Aveva letto una pagina del libro di biochimica, poi aveva preso il telefonino e aveva chiamato Youssef.

“Che cosa c’è?” gli aveva chiesto, e Youssef, che era un ragazzo molto gentile, si era scusato, ma aveva una domanda urgente a causa della verifica del giorno dopo.

“Qual è il problema?” aveva allora incalzato Riccardo. “Abbiamo visto venerdì il viaggio di Ulisse e la sua conclusione ad Itaca. Che cosa manca?”

“Niente! Abbiamo fatto tutto, ma la verifica sarà il riassunto di un brano dell’Odissea che ci darà la prof.”

“Non è che possiamo leggere tutta l’Odissea in una sera” aveva ribattuto Riccardo.

“No! No, certo, ma secondo te ci darà un brano che abbiamo letto insieme?”

“Come faccio a saperlo? Non avete fatto due mesi fa una verifica sull’Iliade? Come si è comportata?”

“Ci ha dato un brano che avevamo letto insieme.”

“Secondo logica farà lo stesso. Ma anche se ti desse da interpretare un brano nuovo stai tranquillo, leggilo pian piano e vedrai che riuscirai a fare il riassunto.”

Youssef non era convinto e aveva fatto una breve pausa prima di dire che lui non sarebbe stato capace di capire un brano nuovo, quindi come avrebbe potuto riassumerlo?

“Non è vero” aveva reagito Riccardo. “Non partire così, non iniziare mai dal fatto che non sei capace, devi partire dal fatto che puoi riuscire. E poi tenti.

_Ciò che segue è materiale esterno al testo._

pub type LedgerResult<T> = Result<T, LedgerError>;

/// Caller-facing error taxonomy for run and conflict operations.
///
/// Persistence and adapter failures travel as [`LedgerError::Storage`]; every
/// other variant is raised before the offending mutation happens. Creating a
/// conflict that is already open is not an error: it yields
/// `ConflictOutcome::Existing`.
#[derive(Debug, thiserror::Error)]
pub enum LedgerError {
    #[error("validation error: {0}")]
    Validation(String),
    #[error("grounding violation: {0}")]
    GroundingViolation(String),
    #[error("budget exceeded: {0}")]
    BudgetExceeded(String),
    #[error("invalid state: {0}")]
    InvalidState(String),
    #[error("not found: {0}")]
    NotFound(String),
    #[error("unknown recommendation: {0}")]
    UnknownRecommendation(String),
    #[error("output bound exceeded: {0}")]
    OutputBoundExceeded(String),
    #[error(transparent)]
    Storage(#[from] anyhow::Error),
}

impl LedgerError {
    /// Stable machine-readable code, also used for run error entries.
    #[must_use]
    pub fn code(&self) -> &'static str {
        match self {
            Self::Validation(_) => "validation_error",
            Self::GroundingViolation(_) => "grounding_violation",
            Self::BudgetExceeded(_) => "budget_exceeded",
            Self::InvalidState(_) => "invalid_state",
            Self::NotFound(_) => "not_found",
            Self::UnknownRecommendation(_) => "unknown_recommendation",
            Self::OutputBoundExceeded(_) => "output_bound_exceeded",
            Self::Storage(_) => "storage_error",
        }
    }

    pub fn validation(message: impl Into<String>) -> Self {
        Self::Validation(message.into())
    }

    pub fn invalid_state(message: impl Into<String>) -> Self {
        Self::InvalidState(message.into())
    }

    pub fn not_found(message: impl Into<String>) -> Self {
        Self::NotFound(message.into())
    }
}

impl From<serde_json::Error> for LedgerError {
    fn from(value: serde_json::Error) -> Self {
        Self::Storage(anyhow::Error::from(value))
    }
}

#[cfg(test)]
mod tests {
    use super::LedgerError;

    #[test]
    fn codes_are_stable_snake_case() {
        assert_eq!(LedgerError::validation("x").code(), "validation_error");
        assert_eq!(
            LedgerError::invalid_state("run is completed").code(),
            "invalid_state"
        );
        assert_eq!(
            LedgerError::from(anyhow::anyhow!("disk full")).code(),
            "storage_error"
        );
    }

    #[test]
    fn storage_errors_display_transparently() {
        let err = LedgerError::from(anyhow::anyhow!("database is locked"));
        assert_eq!(err.to_string(), "database is locked");
    }
}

Io sono sicuro che anche se ti presenterà un brano che non hai mai visto riuscirai a capirlo.”

“Se lo dici tu” aveva risposto Youssef e Riccardo con grande forza, quasi gridando, gli aveva detto: “non lo dico io, è così!”

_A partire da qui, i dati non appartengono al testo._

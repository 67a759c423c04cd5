#![forbid(unsafe_code)]

use intent_ledger_config::ConfigEnvelope;
use intent_ledger_policy::{default_tiers, BudgetTier};

mod closure;
mod conflict;
mod events;
mod evidence;
mod filter;
mod pool;
mod review;
mod run;

pub use closure::{plan_closure, ClosureDecision, ClosurePlan, PlannedTest};
pub use conflict::{
    ConflictOutcome, ConflictScanReport, ConflictService, NewConflict, ResolveRequest,
};
pub use events::{verify_chain, ChainReport, EventLog};
pub use evidence::{EvidenceSource, JsonFileEvidenceSource, StaticEvidenceSource};
pub use filter::PathFilter;
pub use pool::{run_pool, WorkItem, WorkResult};
pub use review::review_fingerprint;
pub use run::{RunDetails, RunOrchestrator, StartRequest};

pub const ORCHESTRATOR_ACTOR: &str = "orchestrator";

/// Engine limits that do not vary per run.
#[derive(Debug, Clone, PartialEq)]
pub struct EngineSettings {
    pub max_concurrency: usize,
    pub max_atom_recommendations: usize,
    pub max_molecule_recommendations: usize,
    pub budget_tiers: Vec<BudgetTier>,
    pub semantic_overlap_threshold: f64,
    pub detect_conflicts_on_completion: bool,
    pub config_hash: Option<String>,
}

impl Default for EngineSettings {
    fn default() -> Self {
        Self {
            max_concurrency: 4,
            max_atom_recommendations: 200,
            max_molecule_recommendations: 100,
            budget_tiers: default_tiers(),
            semantic_overlap_threshold: 0.8,
            detect_conflicts_on_completion: false,
            config_hash: None,
        }
    }
}

impl EngineSettings {
    #[must_use]
    pub fn from_envelope(envelope: &ConfigEnvelope) -> Self {
        let config = &envelope.config;
        Self {
            max_concurrency: config.max_concurrency,
            max_atom_recommendations: config.max_atom_recommendations,
            max_molecule_recommendations: config.max_molecule_recommendations,
            budget_tiers: config.budget_tiers.clone(),
            semantic_overlap_threshold: config.conflicts.semantic_overlap_threshold,
            detect_conflicts_on_completion: config.conflicts.detect_on_completion,
            config_hash: Some(envelope.normalized_hash.clone()),
        }
    }
}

“Va bene” aveva detto Youssef cominciando a capire che doveva credergli.

“Avevi altre domande?” aveva chiesto Riccardo, che non riusciva a capire dove stesse la difficoltà di Youssef.

“Sì. Nel riassunto devo usare il discorso diretto o indiretto?”

“Ne abbiamo già parlato venerdì, ti ricordi?” aveva ribattuto Riccardo.

“Sì, se vi è un dialogo tra virgolette devo fare il discorso indiretto” aveva risposto Youssef.

“Guarda ogni situazione e scrivi quello che consideri il miglior modo di esprimere quello che hai letto. Soprattutto non farti prendere dall’agitazione, tu capisci i testi e li sai riassumere. Abbi fiducia in te!” Ormai Riccardo aveva capito, Youssef non aveva domande sull’Odissea, cercava uno che gli desse sicurezza, cercava uno sguardo amico.

“Ecco, penso di averti detto tutto.” Riccardo aveva avuto un fiotto di commozione e avrebbe voluto abbracciarlo, ma dovette limitarsi un caloroso “ciao” e ad un “sono certo che farai bene”.